Volví a llamar a mi abogada y mientras ella se preparaba para irme a buscar, llegó un nuevo administrador de la plaza quien se ofreció a pagar la mitad del dinero que me pedían para que me fuera y le expliqué (ahora sí entre lágrimas) que no solo era la cantidad monetaria, sino la agresión del primer empleado, el haberme tosido de manera intencional y toda la burla y amenazas que recibí de los policías, guardias y administradores.

Volví a decirle que tengo lupus y soy sobreviviente de un cáncer de tipo linfático, que casi me despacha al otro mundo hace varios años, por lo que cada instante que me impedían volver a mi casa, me arriesgaban a contagiarme de una enfermedad que, estoy segura, me mataría. 

Ese administrador fue la única persona coherente y empática, me pidió disculpas a nombre de todos y ordenó que levantaran la pluma para que pudiera salir.

Le agradecí con el corazón y me dijo que me esperaba, que volviera pronto a la plaza, lo que, por supuesto, nunca va a ocurrir.
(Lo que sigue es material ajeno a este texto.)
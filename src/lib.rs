#![doc(html_logo_url = "https://www.rust-lang.org/logos/rust-logo-128x128.png")]
#![doc(html_favicon_url = "https://www.rust-lang.org/favicon.ico")]
//! # Module Host
//!
//! > **A module-lifecycle orchestrator for a game-engine runtime.**
//!
//! This crate discovers registered module types, instantiates them in a
//! dependency-respecting order, wires cross-module dependencies and a
//! functionality-injection graph, forwards engine lifecycle events to
//! subscribed modules, and tears everything down deterministically.
//!
//! ## 🏗️ Design Philosophy
//!
//! ### Explicit over Reflected
//!
//! There is no runtime type discovery. Module types are described by a
//! statically assembled descriptor table (type name, hosting kind, order
//! overrides, constructor thunk), and capabilities are declared through
//! accessor methods that the host probes exactly once, at construction.
//! What the compiler can check, the compiler checks.
//!
//! ### Degrade, Never Crash
//!
//! Every per-module operation is failure isolated: a failing constructor
//! skips that type, a failing hook is logged and the remaining subscribers
//! still run, a failing dependency edge leaves the other edges intact.
//! Nothing a module does is fatal to the host process.
//!
//! ### Deterministic Ordering
//!
//! Six independent order spaces (load, unload, behavior, scene, build,
//! asset), each sorted by an explicit order key with the fully-qualified
//! type name as tie-break. The same module set always produces the same
//! sequences, load after load.
//!
//! ## 🗺️ Module Tour
//!
//! ### 1. The Machinery ([`framework`])
//! The generic core: the [`EngineModule`](framework::EngineModule) contract,
//! per-category hook traits, the descriptor table and
//! [`ModuleRegistry`](framework::ModuleRegistry), order spaces, and the
//! functionality-injection contract.
//!
//! ### 2. The Orchestrator ([`lifecycle`])
//! [`ModuleHost`](lifecycle::ModuleHost) owns the module set: the
//! load/unload state machine, dependency wiring, injection sequencing, the
//! event dispatcher, and the query surface.
//!
//! ### 3. The Seams ([`engine`])
//! Thin trait interfaces to the rest of the engine (scene graph, settings
//! persistence), plus the payload types events carry. The host consumes
//! these; it never implements them.
//!
//! ## 🚀 Quick Start
//!
//! ```rust
//! use module_host::framework::ModuleRegistry;
//! use module_host::framework::mock::{new_journal, ProbeBuilder};
//! use module_host::lifecycle::settings::{ModuleConfig, Platform, RuntimeMode};
//! use module_host::lifecycle::ModuleHost;
//!
//! let journal = new_journal();
//! let mut registry = ModuleRegistry::new();
//! registry
//!     .register(ProbeBuilder::new("physics", &journal).with_behavior_hooks().descriptor())
//!     .unwrap();
//!
//! let mut host = ModuleHost::new(
//!     registry,
//!     ModuleConfig::default(),
//!     Platform::Linux,
//!     RuntimeMode::Player,
//! );
//! host.load_modules();
//! assert!(host.is_loaded());
//!
//! host.behavior_update();
//! host.unload_modules();
//! assert!(!host.is_loaded());
//! ```
//!
//! ### Running the Demo
//!
//! ```bash
//! RUST_LOG=info cargo run
//! ```
//!
//! ### Running Tests
//!
//! ```bash
//! cargo test
//! ```
//!
//! ## Concurrency Model
//!
//! Single-threaded, cooperative. All orchestration runs on the engine's
//! main update thread; every dispatch is synchronous fan-out in the
//! precomputed order. Module hooks receive no handle back to the host, so
//! re-entrant load/unload from inside a hook is impossible by construction.

pub mod engine;
pub mod framework;
pub mod lifecycle;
También prometió aplicar sanciones a los empleados, lo que estoy segura no van a ocurrir.

Mientras manejaba los cinco minutos de trayecto a mi casa, pensaba en que seguro me contagié, así que en cuanto llegué mi ropa fue directo a la lavadora, me bañé, desinfecté todo (incluyendo la despensa) y me volví a bañar.

A raíz de este incidente decidí aislarme durante 14 días para no contagiar a nadie (si es que tengo coronavirus), sobre todo a la adolescente de mis ojos… Ya han pasado nueve días, pero me siento más ansiosa que nunca porque años y años de hospitales me han predispuesto a la tragedia.

Ya se los dije a mi familia y amigos, pero desahogarme me hace sentir mejor, así que quiero pedirles un favor: si me contagiaron y muero, les encargo –así, de cuates– que no dejen que gente como esa se salga con la suya.